START Given records

//! Shared test helpers for creating TrackDownloader instances in tests.

use crate::acquire::{AcquiredAudio, AudioAcquirer};
use crate::config::Config;
use crate::db::{DownloadRecord, DownloadStore, RecordStatus, TrackRecord};
use crate::downloader::TrackDownloader;
use crate::error::{AcquireError, AcquireResult, CoverArtError, CoverArtResult, DatabaseError, Error, Result, TagError, TagResult};
use crate::tagging::{CoverArt, MetadataTagger};
use crate::types::{Event, ResolvedMetadata, TrackMetadata};
use crate::utils::temp_stem;
use async_trait::async_trait;
use std::collections::HashMap;
use std::path::{Path, PathBuf};
use std::sync::Arc;
use std::sync::Mutex;
use std::sync::atomic::{AtomicBool, AtomicUsize, Ordering};
use std::time::Duration;
use tempfile::TempDir;
use tokio::sync::{Semaphore, broadcast};

const WAIT_TIMEOUT: Duration = Duration::from_secs(5);

/// In-memory persistence gateway
#[derive(Default)]
pub(crate) struct MemoryStore {
    pub(crate) completed: Mutex<HashMap<String, TrackRecord>>,
    pub(crate) pending: Mutex<Vec<TrackRecord>>,
    pub(crate) record_calls: AtomicUsize,
    pub(crate) fail_check: AtomicBool,
    pub(crate) decline_record: AtomicBool,
}

impl MemoryStore {
    pub(crate) fn mark_completed(&self, query: &str) {
        self.completed
            .lock()
            .unwrap()
            .insert(query.to_string(), TrackRecord::new(query));
    }

    pub(crate) fn add_pending(&self, record: TrackRecord) {
        self.pending.lock().unwrap().push(record);
    }

    pub(crate) fn completed_record(&self, query: &str) -> Option<TrackRecord> {
        self.completed.lock().unwrap().get(query).cloned()
    }

    pub(crate) fn record_calls(&self) -> usize {
        self.record_calls.load(Ordering::SeqCst)
    }

    fn to_download_record(id: usize, record: &TrackRecord, status: RecordStatus) -> DownloadRecord {
        DownloadRecord {
            id: id as i64,
            query: record.query.clone(),
            artist: record.artist.clone(),
            title: record.title.clone(),
            album: record.album.clone(),
            image_url: record.image_url.clone(),
            status: status.as_str().to_string(),
            created_at: 0,
        }
    }
}

#[async_trait]
impl DownloadStore for MemoryStore {
    async fn is_downloaded(&self, query: &str) -> Result<bool> {
        if self.fail_check.load(Ordering::SeqCst) {
            return Err(Error::Database(DatabaseError::QueryFailed(
                "database is locked".to_string(),
            )));
        }
        Ok(self.completed.lock().unwrap().contains_key(query))
    }

    async fn record_completed(&self, record: &TrackRecord) -> Result<bool> {
        self.record_calls.fetch_add(1, Ordering::SeqCst);
        if self.decline_record.load(Ordering::SeqCst) {
            return Ok(false);
        }
        self.completed
            .lock()
            .unwrap()
            .insert(record.query.clone(), record.clone());
        self.pending
            .lock()
            .unwrap()
            .retain(|r| r.query != record.query);
        Ok(true)
    }

    async fn list_pending(&self) -> Result<Vec<DownloadRecord>> {
        Ok(self
            .pending
            .lock()
            .unwrap()
            .iter()
            .enumerate()
            .map(|(i, r)| Self::to_download_record(i + 1, r, RecordStatus::Pending))
            .collect())
    }

    async fn list_records(
        &self,
        page: u32,
        limit: u32,
        status: Option<RecordStatus>,
        search: Option<&str>,
    ) -> Result<Vec<DownloadRecord>> {
        let offset = (page.max(1) - 1) as usize * limit as usize;
        Ok(self
            .matching(status, search)
            .into_iter()
            .skip(offset)
            .take(limit as usize)
            .collect())
    }

    async fn count_records(
        &self,
        status: Option<RecordStatus>,
        search: Option<&str>,
    ) -> Result<u64> {
        Ok(self.matching(status, search).len() as u64)
    }
}

impl MemoryStore {
    /// Completed records by query, then pending ones, filtered like the SQL store
    fn matching(&self, status: Option<RecordStatus>, search: Option<&str>) -> Vec<DownloadRecord> {
        let mut all: Vec<DownloadRecord> = Vec::new();
        if status != Some(RecordStatus::Pending) {
            let completed = self.completed.lock().unwrap();
            let mut queries: Vec<&String> = completed.keys().collect();
            queries.sort();
            for (i, q) in queries.into_iter().enumerate() {
                all.push(Self::to_download_record(i + 1, &completed[q], RecordStatus::Completed));
            }
        }
        if status != Some(RecordStatus::Completed) {
            let pending = self.pending.lock().unwrap();
            all.extend(
                pending
                    .iter()
                    .enumerate()
                    .map(|(i, r)| Self::to_download_record(i + 1, r, RecordStatus::Pending)),
            );
        }

        let term = search
            .map(|t| t.trim().to_lowercase())
            .filter(|t| !t.is_empty());
        match term {
            Some(term) => all
                .into_iter()
                .filter(|r| {
                    [&r.title, &r.artist, &r.album]
                        .into_iter()
                        .flatten()
                        .any(|v| v.to_lowercase().contains(&term))
                })
                .collect(),
            None => all,
        }
    }
}

/// Acquirer that writes a fixed payload and reports fixed metadata
///
/// With a gate, every acquisition waits for a permit before finishing, which
/// lets tests hold jobs in `Downloading`.
pub(crate) struct ScriptedAcquirer {
    pub(crate) metadata: TrackMetadata,
    pub(crate) payload: Vec<u8>,
    pub(crate) fail_with: Option<String>,
    pub(crate) panics: bool,
    pub(crate) gate: Option<Arc<Semaphore>>,
    pub(crate) calls: AtomicUsize,
    in_flight: AtomicUsize,
    pub(crate) max_in_flight: AtomicUsize,
}

impl Default for ScriptedAcquirer {
    fn default() -> Self {
        Self {
            metadata: TrackMetadata {
                artist: Some("Muse".to_string()),
                title: Some("Uprising (Official Video)".to_string()),
                album: Some("The Resistance".to_string()),
            },
            payload: b"audio".to_vec(),
            fail_with: None,
            panics: false,
            gate: None,
            calls: AtomicUsize::new(0),
            in_flight: AtomicUsize::new(0),
            max_in_flight: AtomicUsize::new(0),
        }
    }
}

impl ScriptedAcquirer {
    pub(crate) fn failing(message: &str) -> Self {
        Self {
            fail_with: Some(message.to_string()),
            ..Default::default()
        }
    }

    /// Acquirer that panics mid-acquisition, like a buggy plugged-in source
    pub(crate) fn panicking() -> Self {
        Self {
            panics: true,
            ..Default::default()
        }
    }

    /// Acquirer whose calls block until the returned semaphore gets permits
    pub(crate) fn gated() -> (Self, Arc<Semaphore>) {
        let gate = Arc::new(Semaphore::new(0));
        let acquirer = Self {
            gate: Some(Arc::clone(&gate)),
            ..Default::default()
        };
        (acquirer, gate)
    }

    pub(crate) fn calls(&self) -> usize {
        self.calls.load(Ordering::SeqCst)
    }

    pub(crate) fn max_in_flight(&self) -> usize {
        self.max_in_flight.load(Ordering::SeqCst)
    }
}

#[async_trait]
impl AudioAcquirer for ScriptedAcquirer {
    async fn acquire(&self, query: &str, dest_dir: &Path) -> AcquireResult<AcquiredAudio> {
        self.calls.fetch_add(1, Ordering::SeqCst);
        let now = self.in_flight.fetch_add(1, Ordering::SeqCst) + 1;
        self.max_in_flight.fetch_max(now, Ordering::SeqCst);

        if let Some(gate) = &self.gate {
            gate.acquire().await.unwrap().forget();
        }

        if self.panics {
            panic!("scripted acquirer blew up on {query}");
        }

        let result = async {
            if let Some(message) = &self.fail_with {
                return Err(AcquireError::Tool {
                    tool: "scripted".to_string(),
                    message: message.clone(),
                });
            }
            tokio::fs::create_dir_all(dest_dir).await?;
            let path = dest_dir.join(format!("{}.mp3", temp_stem(query)));
            tokio::fs::write(&path, &self.payload).await?;
            Ok::<_, AcquireError>(AcquiredAudio {
                path,
                metadata: self.metadata.clone(),
            })
        }
        .await;

        self.in_flight.fetch_sub(1, Ordering::SeqCst);
        result
    }

    fn name(&self) -> &'static str {
        "scripted"
    }
}

/// A recorded `write_tags` call
#[derive(Debug, Clone)]
pub(crate) struct TagCall {
    pub(crate) path: PathBuf,
    pub(crate) metadata: ResolvedMetadata,
    pub(crate) cover: Option<CoverArt>,
}

/// Tagger that records calls and leaves files untouched
///
/// With a gate, `write_tags` waits for a permit, which holds a job between
/// acquisition and publishing.
#[derive(Default)]
pub(crate) struct RecordingTagger {
    pub(crate) cover: Option<Vec<u8>>,
    pub(crate) fail_tagging: bool,
    pub(crate) gate: Option<Arc<Semaphore>>,
    pub(crate) calls: Mutex<Vec<TagCall>>,
    pub(crate) cover_requests: Mutex<Vec<String>>,
}

impl RecordingTagger {
    pub(crate) fn with_cover(bytes: &[u8]) -> Self {
        Self {
            cover: Some(bytes.to_vec()),
            ..Default::default()
        }
    }

    pub(crate) fn failing() -> Self {
        Self {
            fail_tagging: true,
            ..Default::default()
        }
    }

    /// Tagger whose `write_tags` blocks until the returned semaphore gets permits
    pub(crate) fn gated() -> (Self, Arc<Semaphore>) {
        let gate = Arc::new(Semaphore::new(0));
        let tagger = Self {
            gate: Some(Arc::clone(&gate)),
            ..Default::default()
        };
        (tagger, gate)
    }

    pub(crate) fn calls(&self) -> Vec<TagCall> {
        self.calls.lock().unwrap().clone()
    }
}

#[async_trait]
impl MetadataTagger for RecordingTagger {
    async fn fetch_cover(&self, url: &str) -> CoverArtResult<CoverArt> {
        self.cover_requests.lock().unwrap().push(url.to_string());
        match &self.cover {
            Some(bytes) => Ok(CoverArt::new(bytes.clone())),
            None => Err(CoverArtError::Status { status: 404 }),
        }
    }

    async fn write_tags(
        &self,
        path: &Path,
        metadata: &ResolvedMetadata,
        cover: Option<CoverArt>,
    ) -> TagResult<()> {
        if let Some(gate) = &self.gate {
            gate.acquire().await.unwrap().forget();
        }
        self.calls.lock().unwrap().push(TagCall {
            path: path.to_path_buf(),
            metadata: metadata.clone(),
            cover,
        });
        if self.fail_tagging {
            return Err(TagError::Write {
                path: path.to_path_buf(),
                reason: "read-only file system".to_string(),
            });
        }
        Ok(())
    }
}

/// Downloader wired to in-memory collaborators inside a temp dir
pub(crate) struct TestDownloader {
    pub(crate) downloader: TrackDownloader,
    pub(crate) store: Arc<MemoryStore>,
    pub(crate) acquirer: Arc<ScriptedAcquirer>,
    pub(crate) tagger: Arc<RecordingTagger>,
    pub(crate) dir: TempDir,
}

/// Config rooted in `dir` with the default three workers
pub(crate) fn test_config(dir: &Path) -> Config {
    let mut config = Config::default();
    config.persistence.database_path = dir.join("test.db");
    config.download.download_dir = dir.join("downloads");
    config.download.temp_dir = dir.join("temp");
    config.download.max_concurrent_downloads = 3;
    config
}

pub(crate) fn create_test_downloader() -> TestDownloader {
    create_test_downloader_with(ScriptedAcquirer::default(), RecordingTagger::default(), |_| {})
}

pub(crate) fn create_test_downloader_with(
    acquirer: ScriptedAcquirer,
    tagger: RecordingTagger,
    configure: impl FnOnce(&mut Config),
) -> TestDownloader {
    let dir = tempfile::tempdir().unwrap();
    let mut config = test_config(dir.path());
    configure(&mut config);

    let store = Arc::new(MemoryStore::default());
    let acquirer = Arc::new(acquirer);
    let tagger = Arc::new(tagger);

    let downloader = TrackDownloader::with_components(
        config,
        store.clone(),
        acquirer.clone(),
        tagger.clone(),
    )
    .unwrap();

    TestDownloader {
        downloader,
        store,
        acquirer,
        tagger,
        dir,
    }
}

/// Receive events until one matches, failing the test after a timeout
pub(crate) async fn next_matching(
    rx: &mut broadcast::Receiver<Event>,
    pred: impl Fn(&Event) -> bool,
) -> Event {
    tokio::time::timeout(WAIT_TIMEOUT, async {
        loop {
            let event = rx.recv().await.expect("event channel closed or lagged");
            if pred(&event) {
                return event;
            }
        }
    })
    .await
    .expect("timed out waiting for event")
}

/// Poll `condition` until it holds, failing the test after a timeout
pub(crate) async fn wait_until(mut condition: impl FnMut() -> bool) {
    tokio::time::timeout(WAIT_TIMEOUT, async {
        while !condition() {
            tokio::time::sleep(Duration::from_millis(10)).await;
        }
    })
    .await
    .expect("condition not reached in time");
}

/// Whether `event` is the terminal event for `query`
pub(crate) fn is_terminal_for(event: &Event, query: &str) -> bool {
    match event {
        Event::Completed { query: q, .. }
        | Event::Skipped { query: q, .. }
        | Event::Failed { query: q, .. } => q == query,
        _ => false,
    }
}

END Given records

_Work instruction_:
In your answer, include only the lines above starting at the line that holds "async fn list_pending(&self)" and ending at the line that holds "for (i, q) in", copied exactly.

_Your response_:
    async fn list_pending(&self) -> Result<Vec<DownloadRecord>> {
        Ok(self
            .pending
            .lock()
            .unwrap()
            .iter()
            .enumerate()
            .map(|(i, r)| Self::to_download_record(i + 1, r, RecordStatus::Pending))
            .collect())
    }

    async fn list_records(
        &self,
        page: u32,
        limit: u32,
        status: Option<RecordStatus>,
        search: Option<&str>,
    ) -> Result<Vec<DownloadRecord>> {
        let offset = (page.max(1) - 1) as usize * limit as usize;
        Ok(self
            .matching(status, search)
            .into_iter()
            .skip(offset)
            .take(limit as usize)
            .collect())
    }

    async fn count_records(
        &self,
        status: Option<RecordStatus>,
        search: Option<&str>,
    ) -> Result<u64> {
        Ok(self.matching(status, search).len() as u64)
    }
}

impl MemoryStore {
    /// Completed records by query, then pending ones, filtered like the SQL store
    fn matching(&self, status: Option<RecordStatus>, search: Option<&str>) -> Vec<DownloadRecord> {
        let mut all: Vec<DownloadRecord> = Vec::new();
        if status != Some(RecordStatus::Pending) {
            let completed = self.completed.lock().unwrap();
            let mut queries: Vec<&String> = completed.keys().collect();
            queries.sort();
            for (i, q) in queries.into_iter().enumerate() {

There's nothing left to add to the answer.